Segment Start: TASK DATA
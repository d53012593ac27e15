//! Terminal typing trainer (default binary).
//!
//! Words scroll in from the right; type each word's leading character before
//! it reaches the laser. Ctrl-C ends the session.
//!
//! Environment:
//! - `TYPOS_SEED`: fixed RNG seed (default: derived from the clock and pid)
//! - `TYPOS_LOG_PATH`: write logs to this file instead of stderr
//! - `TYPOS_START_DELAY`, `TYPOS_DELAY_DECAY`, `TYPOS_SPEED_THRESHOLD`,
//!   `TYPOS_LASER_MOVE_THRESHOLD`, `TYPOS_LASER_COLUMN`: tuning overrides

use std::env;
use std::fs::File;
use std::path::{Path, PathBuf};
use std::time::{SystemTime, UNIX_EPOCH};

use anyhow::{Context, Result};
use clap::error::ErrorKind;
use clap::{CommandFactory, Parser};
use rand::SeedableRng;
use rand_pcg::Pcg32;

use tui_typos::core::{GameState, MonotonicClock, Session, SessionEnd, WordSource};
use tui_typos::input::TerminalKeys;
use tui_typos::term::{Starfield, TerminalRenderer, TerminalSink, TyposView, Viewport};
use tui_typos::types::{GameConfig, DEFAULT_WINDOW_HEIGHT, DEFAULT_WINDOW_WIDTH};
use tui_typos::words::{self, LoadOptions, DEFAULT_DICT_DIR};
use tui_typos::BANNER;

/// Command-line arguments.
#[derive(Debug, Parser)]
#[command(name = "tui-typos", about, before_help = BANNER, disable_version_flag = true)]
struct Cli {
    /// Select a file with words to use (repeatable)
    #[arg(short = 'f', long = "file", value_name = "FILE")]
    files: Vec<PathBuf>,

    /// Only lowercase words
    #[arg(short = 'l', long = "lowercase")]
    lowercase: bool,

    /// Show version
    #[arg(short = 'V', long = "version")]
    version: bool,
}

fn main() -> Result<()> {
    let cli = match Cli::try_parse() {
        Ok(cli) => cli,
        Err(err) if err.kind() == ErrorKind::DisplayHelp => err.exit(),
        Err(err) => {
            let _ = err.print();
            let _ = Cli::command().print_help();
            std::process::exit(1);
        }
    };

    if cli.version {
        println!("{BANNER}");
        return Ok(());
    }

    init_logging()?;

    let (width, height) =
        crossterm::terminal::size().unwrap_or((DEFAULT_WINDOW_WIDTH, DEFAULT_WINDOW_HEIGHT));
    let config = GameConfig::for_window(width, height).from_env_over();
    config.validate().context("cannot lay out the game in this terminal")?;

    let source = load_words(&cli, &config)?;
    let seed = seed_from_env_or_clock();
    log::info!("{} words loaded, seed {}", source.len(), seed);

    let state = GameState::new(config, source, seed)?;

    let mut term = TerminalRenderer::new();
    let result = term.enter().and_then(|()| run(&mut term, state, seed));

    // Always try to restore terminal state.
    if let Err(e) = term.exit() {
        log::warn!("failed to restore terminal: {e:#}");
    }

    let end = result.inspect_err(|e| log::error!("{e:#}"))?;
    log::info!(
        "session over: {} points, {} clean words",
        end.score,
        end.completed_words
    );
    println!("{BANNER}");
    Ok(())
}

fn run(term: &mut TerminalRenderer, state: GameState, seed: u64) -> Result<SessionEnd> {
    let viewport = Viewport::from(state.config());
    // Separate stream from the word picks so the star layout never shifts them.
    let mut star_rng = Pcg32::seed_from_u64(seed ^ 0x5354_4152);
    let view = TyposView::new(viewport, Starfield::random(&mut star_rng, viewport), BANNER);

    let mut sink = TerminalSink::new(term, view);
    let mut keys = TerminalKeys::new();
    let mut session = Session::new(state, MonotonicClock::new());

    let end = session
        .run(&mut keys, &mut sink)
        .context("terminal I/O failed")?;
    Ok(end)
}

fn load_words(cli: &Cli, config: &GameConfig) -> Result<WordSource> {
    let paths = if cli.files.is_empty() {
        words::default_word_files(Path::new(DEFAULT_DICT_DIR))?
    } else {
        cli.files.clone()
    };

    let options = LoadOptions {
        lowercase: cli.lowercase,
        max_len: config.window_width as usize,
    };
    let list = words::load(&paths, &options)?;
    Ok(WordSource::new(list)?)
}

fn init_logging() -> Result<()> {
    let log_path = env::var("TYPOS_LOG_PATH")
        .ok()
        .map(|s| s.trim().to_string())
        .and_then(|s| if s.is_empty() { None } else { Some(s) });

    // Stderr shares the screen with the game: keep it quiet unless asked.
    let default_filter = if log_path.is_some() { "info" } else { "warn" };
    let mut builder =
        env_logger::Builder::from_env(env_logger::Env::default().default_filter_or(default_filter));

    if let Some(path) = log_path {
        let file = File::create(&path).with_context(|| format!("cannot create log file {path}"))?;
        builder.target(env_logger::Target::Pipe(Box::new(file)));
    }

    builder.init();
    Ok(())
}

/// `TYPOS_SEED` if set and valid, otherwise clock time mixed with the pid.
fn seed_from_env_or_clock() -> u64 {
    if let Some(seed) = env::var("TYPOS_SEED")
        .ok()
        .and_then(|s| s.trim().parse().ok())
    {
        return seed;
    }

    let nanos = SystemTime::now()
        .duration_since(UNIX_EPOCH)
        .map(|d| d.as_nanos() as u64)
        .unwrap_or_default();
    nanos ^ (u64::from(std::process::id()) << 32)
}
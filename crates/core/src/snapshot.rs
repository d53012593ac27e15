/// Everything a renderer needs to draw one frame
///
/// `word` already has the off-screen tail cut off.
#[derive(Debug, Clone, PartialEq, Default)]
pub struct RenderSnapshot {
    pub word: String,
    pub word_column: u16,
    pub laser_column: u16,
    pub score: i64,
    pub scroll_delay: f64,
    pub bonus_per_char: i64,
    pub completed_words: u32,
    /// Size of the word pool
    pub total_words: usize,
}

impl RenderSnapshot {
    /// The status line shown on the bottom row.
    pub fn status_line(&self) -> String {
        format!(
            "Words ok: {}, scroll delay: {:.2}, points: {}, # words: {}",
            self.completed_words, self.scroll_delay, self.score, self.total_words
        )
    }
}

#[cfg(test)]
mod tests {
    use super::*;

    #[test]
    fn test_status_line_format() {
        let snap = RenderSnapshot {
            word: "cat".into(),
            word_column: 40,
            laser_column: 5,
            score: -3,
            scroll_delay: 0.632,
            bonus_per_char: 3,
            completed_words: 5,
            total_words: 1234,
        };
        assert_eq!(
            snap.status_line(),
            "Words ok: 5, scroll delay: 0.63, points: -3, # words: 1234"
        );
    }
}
Segment End: TASK DATA
EXERCISE REQUIREMENTS:
A line in the material may hold the string "usize". Report how many do, and write only the number.

TASK RESULT:
2